◆ **Your objective**
Filter this listing down to the lines that contain the word "final", and copy them.

--

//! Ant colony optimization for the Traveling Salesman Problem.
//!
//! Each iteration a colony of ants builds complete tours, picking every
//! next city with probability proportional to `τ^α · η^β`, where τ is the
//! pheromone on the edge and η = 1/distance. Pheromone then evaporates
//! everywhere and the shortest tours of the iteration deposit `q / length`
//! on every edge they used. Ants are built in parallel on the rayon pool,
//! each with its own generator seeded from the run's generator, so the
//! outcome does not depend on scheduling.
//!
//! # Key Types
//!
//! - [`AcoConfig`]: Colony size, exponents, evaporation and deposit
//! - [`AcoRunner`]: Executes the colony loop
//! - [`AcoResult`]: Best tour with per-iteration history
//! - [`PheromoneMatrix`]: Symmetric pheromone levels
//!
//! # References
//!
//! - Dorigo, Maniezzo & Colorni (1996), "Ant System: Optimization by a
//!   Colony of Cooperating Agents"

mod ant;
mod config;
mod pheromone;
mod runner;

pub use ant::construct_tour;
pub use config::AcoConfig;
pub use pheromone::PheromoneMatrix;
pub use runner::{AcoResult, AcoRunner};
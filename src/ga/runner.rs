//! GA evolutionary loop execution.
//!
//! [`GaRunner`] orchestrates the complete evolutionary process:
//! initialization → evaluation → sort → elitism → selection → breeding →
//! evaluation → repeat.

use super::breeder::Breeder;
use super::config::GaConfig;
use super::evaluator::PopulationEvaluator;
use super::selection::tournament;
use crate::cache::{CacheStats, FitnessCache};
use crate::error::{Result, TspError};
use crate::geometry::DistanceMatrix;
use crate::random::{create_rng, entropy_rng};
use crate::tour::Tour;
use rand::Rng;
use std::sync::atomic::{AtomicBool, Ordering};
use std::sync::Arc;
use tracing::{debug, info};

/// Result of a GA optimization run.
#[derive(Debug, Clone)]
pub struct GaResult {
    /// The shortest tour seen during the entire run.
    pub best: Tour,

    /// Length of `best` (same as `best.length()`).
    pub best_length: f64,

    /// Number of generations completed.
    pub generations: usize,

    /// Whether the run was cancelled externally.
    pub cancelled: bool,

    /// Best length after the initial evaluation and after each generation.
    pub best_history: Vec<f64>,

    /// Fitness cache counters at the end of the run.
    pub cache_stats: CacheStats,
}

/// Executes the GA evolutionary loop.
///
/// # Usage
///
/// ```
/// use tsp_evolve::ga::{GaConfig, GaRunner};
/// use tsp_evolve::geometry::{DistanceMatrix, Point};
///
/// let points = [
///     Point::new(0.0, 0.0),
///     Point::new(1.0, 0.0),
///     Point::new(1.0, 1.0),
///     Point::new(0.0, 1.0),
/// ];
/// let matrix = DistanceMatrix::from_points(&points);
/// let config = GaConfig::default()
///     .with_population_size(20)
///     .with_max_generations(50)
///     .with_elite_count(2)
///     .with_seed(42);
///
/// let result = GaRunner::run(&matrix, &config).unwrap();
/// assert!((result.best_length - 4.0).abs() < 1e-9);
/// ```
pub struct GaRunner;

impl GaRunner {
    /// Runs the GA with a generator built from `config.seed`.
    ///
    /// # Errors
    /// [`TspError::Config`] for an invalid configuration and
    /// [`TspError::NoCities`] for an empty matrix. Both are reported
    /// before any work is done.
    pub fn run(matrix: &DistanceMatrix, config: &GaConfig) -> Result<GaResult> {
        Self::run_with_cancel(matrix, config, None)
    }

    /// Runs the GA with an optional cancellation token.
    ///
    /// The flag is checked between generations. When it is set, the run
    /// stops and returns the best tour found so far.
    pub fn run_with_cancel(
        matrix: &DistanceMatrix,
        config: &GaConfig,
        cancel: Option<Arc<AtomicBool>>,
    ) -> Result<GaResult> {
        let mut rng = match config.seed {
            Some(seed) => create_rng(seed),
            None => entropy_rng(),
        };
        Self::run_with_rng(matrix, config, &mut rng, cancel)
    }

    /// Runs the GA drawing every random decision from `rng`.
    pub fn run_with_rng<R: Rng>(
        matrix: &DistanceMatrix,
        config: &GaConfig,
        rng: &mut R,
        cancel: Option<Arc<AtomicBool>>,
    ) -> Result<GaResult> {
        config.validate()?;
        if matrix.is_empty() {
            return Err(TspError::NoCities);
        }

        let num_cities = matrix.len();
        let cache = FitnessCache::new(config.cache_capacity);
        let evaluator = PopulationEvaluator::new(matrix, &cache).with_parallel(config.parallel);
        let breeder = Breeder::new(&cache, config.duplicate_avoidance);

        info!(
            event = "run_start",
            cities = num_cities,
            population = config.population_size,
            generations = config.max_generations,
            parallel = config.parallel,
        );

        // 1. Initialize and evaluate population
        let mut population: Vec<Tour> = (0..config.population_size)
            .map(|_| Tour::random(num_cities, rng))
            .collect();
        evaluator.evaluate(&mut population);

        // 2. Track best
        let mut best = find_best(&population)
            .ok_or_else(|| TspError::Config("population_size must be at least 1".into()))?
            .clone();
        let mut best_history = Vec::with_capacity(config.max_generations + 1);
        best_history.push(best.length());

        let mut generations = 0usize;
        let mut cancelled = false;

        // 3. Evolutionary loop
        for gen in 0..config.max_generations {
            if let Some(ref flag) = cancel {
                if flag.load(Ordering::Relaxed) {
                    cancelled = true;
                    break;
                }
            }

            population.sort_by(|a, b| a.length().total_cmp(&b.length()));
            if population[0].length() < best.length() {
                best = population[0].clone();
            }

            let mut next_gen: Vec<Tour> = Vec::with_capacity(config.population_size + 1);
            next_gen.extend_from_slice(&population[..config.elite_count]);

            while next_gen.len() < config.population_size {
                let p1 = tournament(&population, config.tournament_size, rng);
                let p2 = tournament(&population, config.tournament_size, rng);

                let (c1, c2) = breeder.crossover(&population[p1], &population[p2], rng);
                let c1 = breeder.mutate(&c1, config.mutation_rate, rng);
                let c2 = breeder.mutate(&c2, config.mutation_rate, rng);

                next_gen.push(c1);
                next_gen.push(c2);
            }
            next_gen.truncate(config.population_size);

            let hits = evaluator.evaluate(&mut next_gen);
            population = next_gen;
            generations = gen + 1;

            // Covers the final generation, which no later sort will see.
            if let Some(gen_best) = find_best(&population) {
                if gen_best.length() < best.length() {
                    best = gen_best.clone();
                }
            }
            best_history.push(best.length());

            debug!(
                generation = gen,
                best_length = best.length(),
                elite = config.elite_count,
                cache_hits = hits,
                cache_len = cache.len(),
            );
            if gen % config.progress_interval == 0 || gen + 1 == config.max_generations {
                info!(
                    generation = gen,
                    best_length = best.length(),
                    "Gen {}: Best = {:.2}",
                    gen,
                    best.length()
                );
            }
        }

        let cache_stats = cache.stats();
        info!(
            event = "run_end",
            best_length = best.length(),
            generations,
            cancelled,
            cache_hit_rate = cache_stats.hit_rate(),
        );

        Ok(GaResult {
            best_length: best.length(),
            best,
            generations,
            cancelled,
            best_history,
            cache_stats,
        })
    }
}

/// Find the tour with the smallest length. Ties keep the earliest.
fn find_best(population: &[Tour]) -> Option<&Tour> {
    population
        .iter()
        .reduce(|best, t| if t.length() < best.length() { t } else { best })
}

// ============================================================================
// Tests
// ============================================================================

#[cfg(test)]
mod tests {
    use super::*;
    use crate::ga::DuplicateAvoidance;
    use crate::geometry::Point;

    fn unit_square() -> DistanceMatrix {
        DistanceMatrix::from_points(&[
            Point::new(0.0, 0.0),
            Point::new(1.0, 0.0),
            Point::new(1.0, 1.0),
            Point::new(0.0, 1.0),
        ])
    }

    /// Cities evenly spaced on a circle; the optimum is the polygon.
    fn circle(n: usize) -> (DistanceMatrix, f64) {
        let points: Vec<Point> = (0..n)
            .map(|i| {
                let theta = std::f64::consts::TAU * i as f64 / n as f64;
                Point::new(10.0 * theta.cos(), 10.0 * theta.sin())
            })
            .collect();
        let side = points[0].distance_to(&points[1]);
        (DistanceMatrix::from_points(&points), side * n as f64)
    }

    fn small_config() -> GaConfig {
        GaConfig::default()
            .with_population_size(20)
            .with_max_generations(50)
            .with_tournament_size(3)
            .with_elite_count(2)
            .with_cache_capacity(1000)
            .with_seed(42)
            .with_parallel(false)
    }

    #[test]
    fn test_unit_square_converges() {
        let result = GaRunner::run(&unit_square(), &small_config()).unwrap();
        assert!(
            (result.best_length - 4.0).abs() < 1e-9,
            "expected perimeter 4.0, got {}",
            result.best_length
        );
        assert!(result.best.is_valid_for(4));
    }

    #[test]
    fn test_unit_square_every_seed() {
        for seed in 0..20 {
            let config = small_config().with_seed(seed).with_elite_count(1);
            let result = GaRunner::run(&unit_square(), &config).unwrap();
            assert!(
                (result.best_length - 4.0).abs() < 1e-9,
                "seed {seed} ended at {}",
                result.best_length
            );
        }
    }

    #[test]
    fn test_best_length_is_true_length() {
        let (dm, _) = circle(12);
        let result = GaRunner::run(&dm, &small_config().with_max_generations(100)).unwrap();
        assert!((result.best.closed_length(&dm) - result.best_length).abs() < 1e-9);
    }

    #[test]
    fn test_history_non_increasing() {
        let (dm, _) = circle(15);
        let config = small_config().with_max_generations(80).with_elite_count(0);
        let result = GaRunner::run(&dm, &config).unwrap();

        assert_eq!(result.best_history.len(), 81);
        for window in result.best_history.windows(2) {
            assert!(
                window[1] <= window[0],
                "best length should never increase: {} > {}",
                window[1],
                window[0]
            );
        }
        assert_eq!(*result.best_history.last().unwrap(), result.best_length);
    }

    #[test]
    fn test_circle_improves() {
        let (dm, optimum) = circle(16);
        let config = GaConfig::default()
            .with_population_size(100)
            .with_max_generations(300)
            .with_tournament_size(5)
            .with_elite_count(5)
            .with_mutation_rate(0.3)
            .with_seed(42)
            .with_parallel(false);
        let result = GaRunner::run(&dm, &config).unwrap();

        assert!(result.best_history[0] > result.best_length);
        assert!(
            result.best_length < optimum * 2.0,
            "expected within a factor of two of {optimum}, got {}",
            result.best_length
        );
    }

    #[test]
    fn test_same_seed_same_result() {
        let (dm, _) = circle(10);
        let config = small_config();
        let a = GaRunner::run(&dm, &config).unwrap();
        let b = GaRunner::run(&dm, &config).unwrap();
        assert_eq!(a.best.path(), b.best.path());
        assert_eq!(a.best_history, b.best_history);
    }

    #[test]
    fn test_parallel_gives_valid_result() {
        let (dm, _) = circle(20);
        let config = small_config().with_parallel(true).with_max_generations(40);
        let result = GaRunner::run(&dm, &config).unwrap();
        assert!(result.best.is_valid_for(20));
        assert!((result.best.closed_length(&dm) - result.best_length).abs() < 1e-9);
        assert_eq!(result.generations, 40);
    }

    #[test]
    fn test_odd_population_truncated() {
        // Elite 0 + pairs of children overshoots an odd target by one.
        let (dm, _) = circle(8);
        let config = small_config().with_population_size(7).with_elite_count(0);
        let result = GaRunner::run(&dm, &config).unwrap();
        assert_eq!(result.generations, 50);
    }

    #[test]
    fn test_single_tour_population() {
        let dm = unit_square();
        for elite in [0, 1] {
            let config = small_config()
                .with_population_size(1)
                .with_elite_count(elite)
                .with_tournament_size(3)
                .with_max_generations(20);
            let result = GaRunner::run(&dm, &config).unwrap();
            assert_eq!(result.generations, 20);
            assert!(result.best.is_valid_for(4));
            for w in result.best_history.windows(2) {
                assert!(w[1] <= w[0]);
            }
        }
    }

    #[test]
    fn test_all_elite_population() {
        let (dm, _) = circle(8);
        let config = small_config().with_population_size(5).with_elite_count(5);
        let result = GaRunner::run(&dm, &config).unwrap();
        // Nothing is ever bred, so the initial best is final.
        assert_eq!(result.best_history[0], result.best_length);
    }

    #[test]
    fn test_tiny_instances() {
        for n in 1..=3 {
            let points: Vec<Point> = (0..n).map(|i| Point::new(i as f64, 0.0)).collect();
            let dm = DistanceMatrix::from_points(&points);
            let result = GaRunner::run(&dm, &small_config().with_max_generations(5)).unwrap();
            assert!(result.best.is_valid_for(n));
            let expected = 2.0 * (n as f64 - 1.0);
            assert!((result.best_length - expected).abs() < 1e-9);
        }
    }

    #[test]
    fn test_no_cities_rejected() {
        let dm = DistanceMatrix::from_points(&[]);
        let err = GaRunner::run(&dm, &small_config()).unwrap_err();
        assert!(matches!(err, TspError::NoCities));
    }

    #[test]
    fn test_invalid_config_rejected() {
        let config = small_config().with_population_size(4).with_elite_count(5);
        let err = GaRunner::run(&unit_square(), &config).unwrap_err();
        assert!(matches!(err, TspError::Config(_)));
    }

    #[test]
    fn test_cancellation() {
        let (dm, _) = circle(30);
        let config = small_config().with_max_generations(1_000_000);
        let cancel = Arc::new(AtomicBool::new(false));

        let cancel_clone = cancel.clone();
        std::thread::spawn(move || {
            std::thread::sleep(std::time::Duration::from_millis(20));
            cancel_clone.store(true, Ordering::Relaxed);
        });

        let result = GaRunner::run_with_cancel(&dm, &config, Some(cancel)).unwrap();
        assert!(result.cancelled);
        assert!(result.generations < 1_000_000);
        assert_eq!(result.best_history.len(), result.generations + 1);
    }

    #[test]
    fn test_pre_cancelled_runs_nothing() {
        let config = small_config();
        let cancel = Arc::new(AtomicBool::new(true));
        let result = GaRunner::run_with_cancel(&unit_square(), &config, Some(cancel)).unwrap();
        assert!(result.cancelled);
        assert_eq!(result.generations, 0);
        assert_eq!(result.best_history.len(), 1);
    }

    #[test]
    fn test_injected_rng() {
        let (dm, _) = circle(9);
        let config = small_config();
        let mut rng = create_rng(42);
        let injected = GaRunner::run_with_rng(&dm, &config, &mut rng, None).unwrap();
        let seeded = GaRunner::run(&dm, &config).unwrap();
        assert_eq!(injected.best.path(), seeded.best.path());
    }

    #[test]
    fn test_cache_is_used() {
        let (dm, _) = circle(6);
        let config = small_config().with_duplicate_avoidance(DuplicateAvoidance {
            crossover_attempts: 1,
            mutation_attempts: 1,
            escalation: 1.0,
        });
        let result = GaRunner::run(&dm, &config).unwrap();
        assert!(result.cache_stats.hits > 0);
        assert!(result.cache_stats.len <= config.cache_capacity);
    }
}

--

◆ **The completed task**
            // Covers the final generation, which no later sort will see.
        // Nothing is ever bred, so the initial best is final.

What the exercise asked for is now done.